Estado confirma quatro casos e investigações avançam em meio a alerta sanitário
Foi como um enigma que se revelou tarde demais. Uma mulher de 30 anos, moradora de Várzea Grande, não resistiu aos efeitos devastadores da contaminação por metanol, segundo confirmou a Secretaria Estadual de Saúde de Mato Grosso (SES-MT) nesta quinta-feira, 13. Ela havia participado de uma festa no domingo, 2, e consumido bebidas alcoólicas nos dias seguintes.

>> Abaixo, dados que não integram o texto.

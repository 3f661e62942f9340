//! Schema Registry
//!
//! An ordered collection of node families. Each family source list starts
//! with the family's base record; every following entry is a variant.
//! All validation happens in [`RegistryBuilder::build`], so a [`Registry`]
//! that exists is always self-consistent and safe to emit.

use crate::field::{parse_field_list, Field, TypeSpec};
use crate::naming::{
    container_member_name, container_type_name, discriminator_name, is_c_identifier, title_case,
};
use astgen_common::{GenError, SourceLocation};
use log::{debug, trace};
use serde::Serialize;
use std::collections::{HashMap, HashSet};

/// Name of the shared node header record
pub const NODE_HEADER_TYPE: &str = "Node";

/// Name of the discriminator enum
pub const DISCRIMINATOR_TYPE: &str = "NodeType";

/// Member name every base record uses for the embedded header
pub const HEADER_MEMBER: &str = "self";

/// A named record: a family base or a variant
#[derive(Debug, Clone, PartialEq, Serialize)]
pub struct Record {
    pub name: String,
    pub fields: Vec<Field>,
    #[serde(skip)]
    pub location: SourceLocation,
}

impl Record {
    /// Fields after the embedded `Node self` header (base records only)
    pub fn extra_fields(&self) -> &[Field] {
        match self.fields.first() {
            Some(first) if first.name == HEADER_MEMBER => &self.fields[1..],
            _ => &self.fields,
        }
    }
}

/// A variant is a record that belongs to exactly one family
pub type Variant = Record;

/// A named group of structurally related node kinds
#[derive(Debug, Clone, PartialEq, Serialize)]
pub struct Family {
    pub group: String,
    pub base: Record,
    pub variants: Vec<Variant>,
}

impl Family {
    /// Group name with its first letter capitalized (`typeNode` -> `TypeNode`)
    pub fn title(&self) -> String {
        title_case(&self.group)
    }

    /// Public base type name, used as the embedded `self` of every variant
    pub fn base_name(&self) -> &str {
        &self.base.name
    }

    pub fn container_type(&self) -> String {
        container_type_name(&self.group)
    }

    pub fn container_member(&self) -> String {
        container_member_name(&self.group)
    }

    /// Element type stored in the container buffer
    pub fn element_type(&self) -> TypeSpec {
        TypeSpec::pointer(&self.base.name)
    }

    pub fn variant(&self, name: &str) -> Option<&Variant> {
        self.variants.iter().find(|v| v.name == name)
    }
}

/// An auxiliary plain enum emitted ahead of the node types
#[derive(Debug, Clone, PartialEq, Eq, Serialize)]
pub struct PreludeEnum {
    pub name: String,
    pub members: Vec<String>,
}

/// One entry of the global discriminator enum
#[derive(Debug, Clone, PartialEq, Eq, Serialize)]
pub struct Discriminator {
    /// Emitted enumerator, e.g. `NODE_BINARY`
    pub name: String,
    pub variant: String,
    /// Index of the owning family in declaration order
    pub family: usize,
}

/// The finished, validated schema
#[derive(Debug, Clone, PartialEq, Serialize)]
pub struct Registry {
    enums: Vec<PreludeEnum>,
    families: Vec<Family>,
    discriminators: Vec<Discriminator>,
}

impl Registry {
    pub fn enums(&self) -> &[PreludeEnum] {
        &self.enums
    }

    pub fn families(&self) -> &[Family] {
        &self.families
    }

    pub fn family(&self, group: &str) -> Option<&Family> {
        self.families.iter().find(|f| f.group == group)
    }

    /// Family whose base record is named `base` (e.g. `Expr`)
    pub fn family_by_base(&self, base: &str) -> Option<&Family> {
        self.families.iter().find(|f| f.base_name() == base)
    }

    /// Family whose container type is `container` (e.g. `StmtArray`)
    pub fn family_by_container(&self, container: &str) -> Option<&Family> {
        self.families.iter().find(|f| f.container_type() == container)
    }

    /// Discriminators in global order: family order, then variant order
    pub fn discriminators(&self) -> &[Discriminator] {
        &self.discriminators
    }

    pub fn variant_count(&self) -> usize {
        self.discriminators.len()
    }

    /// Every variant with its family, in discriminator order
    pub fn variants(&self) -> impl Iterator<Item = (&Family, &Variant)> {
        self.families
            .iter()
            .flat_map(|family| family.variants.iter().map(move |variant| (family, variant)))
    }

    /// Look up a variant by its (globally unique) name
    pub fn variant(&self, name: &str) -> Option<(&Family, &Variant)> {
        self.variants().find(|(_, variant)| variant.name == name)
    }

    /// Ordinal of a variant's discriminator
    pub fn discriminator_of(&self, variant: &str) -> Option<usize> {
        self.discriminators.iter().position(|d| d.variant == variant)
    }
}

/// Raw family definition collected before validation
#[derive(Debug, Clone)]
struct FamilySource {
    group: String,
    entries: Vec<(String, SourceLocation)>,
    location: SourceLocation,
}

/// Collects family and enum definitions, then validates them all at once
#[derive(Debug, Clone, Default)]
pub struct RegistryBuilder {
    enums: Vec<(PreludeEnum, SourceLocation)>,
    families: Vec<FamilySource>,
}

impl RegistryBuilder {
    pub fn new() -> Self {
        Self::default()
    }

    /// Declare an auxiliary enum emitted before the discriminator enum
    pub fn prelude_enum(
        &mut self,
        name: &str,
        members: &[&str],
        location: SourceLocation,
    ) -> &mut Self {
        let members = members.iter().map(|m| m.trim().to_string()).collect();
        self.enums.push((
            PreludeEnum {
                name: name.trim().to_string(),
                members,
            },
            location,
        ));
        self
    }

    /// Add a family from a built-in table; entry `i` is located at line `i + 1`
    pub fn family(&mut self, group: &str, entries: &[&str]) -> &mut Self {
        let entries = entries
            .iter()
            .enumerate()
            .map(|(i, entry)| (entry.to_string(), SourceLocation::builtin(group, i)))
            .collect();
        let location = SourceLocation::builtin(group, 0);
        self.family_at(group, entries, location)
    }

    /// Add a family whose entries carry their own source locations
    pub fn family_at(
        &mut self,
        group: &str,
        entries: Vec<(String, SourceLocation)>,
        location: SourceLocation,
    ) -> &mut Self {
        self.families.push(FamilySource {
            group: group.trim().to_string(),
            entries,
            location,
        });
        self
    }

    /// Validate everything and produce the registry, or the first fatal error
    pub fn build(&self) -> Result<Registry, GenError> {
        let mut names = NameTable::new();
        names.declare(NODE_HEADER_TYPE, "the node header", &SourceLocation::dummy())?;
        names.declare(DISCRIMINATOR_TYPE, "the discriminator enum", &SourceLocation::dummy())?;

        let mut enumerators: HashMap<String, String> = HashMap::new();
        let mut enums = Vec::new();
        for (prelude, location) in &self.enums {
            check_identifier(&prelude.name, location)?;
            names.declare(&prelude.name, "a prelude enum", location)?;
            for member in &prelude.members {
                check_identifier(member, location)?;
                if let Some(owner) = enumerators.get(member) {
                    return Err(GenError::DuplicateTypeName {
                        location: location.clone(),
                        name: member.clone(),
                        existing: format!("an enumerator of `{}`", owner),
                    });
                }
                enumerators.insert(member.clone(), prelude.name.clone());
            }
            enums.push(prelude.clone());
        }

        // Bases and containers first, so a variant can never shadow a later family's type
        let mut families = Vec::new();
        for source in &self.families {
            families.push(self.build_base(source, &families, &mut names)?);
        }

        let mut discriminators: Vec<Discriminator> = Vec::new();
        let mut by_tag: HashMap<String, String> = HashMap::new();
        for (index, source) in self.families.iter().enumerate() {
            for (entry, location) in &source.entries[1..] {
                let variant = parse_entry(entry, location)?;
                check_unique_fields(&variant, Some(HEADER_MEMBER), location)?;
                let tag = discriminator_name(&variant.name);

                if let Some(previous) = by_tag.get(&tag) {
                    return Err(GenError::DiscriminatorCollision {
                        location: location.clone(),
                        variant: variant.name.clone(),
                        previous: previous.clone(),
                        discriminator: tag,
                    });
                }
                if let Some(owner) = enumerators.get(&tag) {
                    return Err(GenError::DuplicateTypeName {
                        location: location.clone(),
                        name: tag,
                        existing: format!("an enumerator of `{}`", owner),
                    });
                }
                names.declare(&variant.name, "a variant record", location)?;

                trace!("{}: variant {} -> {}", source.group, variant.name, tag);
                by_tag.insert(tag.clone(), variant.name.clone());
                discriminators.push(Discriminator {
                    name: tag,
                    variant: variant.name.clone(),
                    family: index,
                });
                families[index].variants.push(variant);
            }
        }

        debug!(
            "Built registry: {} families, {} variants, {} prelude enums",
            families.len(),
            discriminators.len(),
            enums.len()
        );

        Ok(Registry {
            enums,
            families,
            discriminators,
        })
    }

    fn build_base(
        &self,
        source: &FamilySource,
        previous: &[Family],
        names: &mut NameTable,
    ) -> Result<Family, GenError> {
        check_identifier(&source.group, &source.location)?;

        let (entry, location) = source.entries.first().ok_or_else(|| GenError::EmptyFamily {
            location: source.location.clone(),
            group: source.group.clone(),
        })?;

        if previous.iter().any(|f| f.group == source.group) {
            return Err(GenError::DuplicateFamily {
                location: source.location.clone(),
                group: source.group.clone(),
                reason: "group name already used".to_string(),
            });
        }
        let container = container_type_name(&source.group);
        if previous.iter().any(|f| f.container_type() == container) {
            return Err(GenError::DuplicateFamily {
                location: source.location.clone(),
                group: source.group.clone(),
                reason: format!("container type `{}` already used", container),
            });
        }

        let base = parse_entry(entry, location)?;
        let has_header = base.fields.first().is_some_and(|f| {
            f.name == HEADER_MEMBER && f.ty == TypeSpec::value(NODE_HEADER_TYPE)
        });
        if !has_header {
            return Err(GenError::MissingHeader {
                location: location.clone(),
                record: base.name.clone(),
            });
        }
        check_unique_fields(&base, None, location)?;

        names.declare(&base.name, "a family base record", location)?;
        names.declare(&container, "a container type", location)?;
        debug!(
            "Family {}: base {} with {} extra field(s), container {}",
            source.group,
            base.name,
            base.extra_fields().len(),
            container
        );

        Ok(Family {
            group: source.group.clone(),
            base,
            variants: Vec::new(),
        })
    }
}

/// Build a registry from ordered `(group, entries)` tables
pub fn registry_from_tables(tables: &[(&str, &[&str])]) -> Result<Registry, GenError> {
    let mut builder = RegistryBuilder::new();
    for (group, entries) in tables {
        builder.family(group, entries);
    }
    builder.build()
}

/// Parse one `Name : type ident, ...` entry
pub fn parse_entry(entry: &str, location: &SourceLocation) -> Result<Record, GenError> {
    let (name, fields) = entry.split_once(':').ok_or_else(|| GenError::MissingSeparator {
        location: location.clone(),
        entry: entry.trim().to_string(),
    })?;

    let name = name.trim();
    if name.is_empty() {
        return Err(GenError::EmptyName {
            location: location.clone(),
            entry: entry.trim().to_string(),
        });
    }
    check_identifier(name, location)?;

    Ok(Record {
        name: name.to_string(),
        fields: parse_field_list(fields, location)?,
        location: location.clone(),
    })
}

fn check_identifier(name: &str, location: &SourceLocation) -> Result<(), GenError> {
    if is_c_identifier(name) {
        Ok(())
    } else {
        Err(GenError::InvalidName {
            location: location.clone(),
            name: name.to_string(),
        })
    }
}

/// Member names of one emitted record must be distinct, including the
/// `embedded` member the emitter prepends to variant records
fn check_unique_fields(
    record: &Record,
    embedded: Option<&str>,
    location: &SourceLocation,
) -> Result<(), GenError> {
    let mut seen: HashSet<&str> = embedded.into_iter().collect();
    for field in &record.fields {
        if !seen.insert(field.name.as_str()) {
            return Err(GenError::DuplicateField {
                location: location.clone(),
                record: record.name.clone(),
                field: field.name.clone(),
            });
        }
    }
    Ok(())
}

/// Type-level names already claimed in the emitted declarations
struct NameTable {
    claimed: HashMap<String, &'static str>,
}

impl NameTable {
    fn new() -> Self {
        Self {
            claimed: HashMap::new(),
        }
    }

    fn declare(
        &mut self,
        name: &str,
        what: &'static str,
        location: &SourceLocation,
    ) -> Result<(), GenError> {
        if let Some(existing) = self.claimed.get(name) {
            return Err(GenError::DuplicateTypeName {
                location: location.clone(),
                name: name.to_string(),
                existing: existing.to_string(),
            });
        }
        self.claimed.insert(name.to_string(), what);
        Ok(())
    }
}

Na quarta-feira, 5, passou a sentir náuseas e vômitos, sintomas que evoluíram rapidamente e culminaram em sua morte ao dar entrada no pronto-socorro já sem sinais vitais.
Após o primeiro atendimento, a paciente chegou a apresentar melhora e recebeu alta, mas dois dias depois voltou a sentir mal-estar intenso. A família acionou o Samu, que realizou o resgate, mas não houve tempo para reverter o quadro. A SES-MT informou que este é o primeiro óbito confirmado no estado relacionado à intoxicação por metanol, substância altamente tóxica quando presente em bebidas adulteradas.
Casos em série
Além da vítima, Mato Grosso já contabiliza quatro casos confirmados de intoxicação até esta quinta-feira, 3. Outros dois estão em investigação — um em Água Boa e outro em Várzea Grande — e quatro foram descartados. Entre os casos confirmados estão dois pacientes de Itanhangá: um jovem de 26 anos, que já recebeu alta após apresentar vômito, náuseas, dor torácica, tontura e dificuldade respiratória; e sua sogra, de 42 anos, que permanece internada em estado grave após perda progressiva da visão e dificuldade para caminhar.
A primeira confirmação de intoxicação no estado ocorreu em 22 de outubro, envolvendo um homem de 24 anos, também de Várzea Grande, que sofreu lesão ocular irreversível — uma das complicações mais severas da exposição ao metanol. As autoridades de saúde reforçam o alerta sobre o consumo de bebidas de procedência duvidosa e intensificam o monitoramento em todo o estado para evitar novas ocorrências.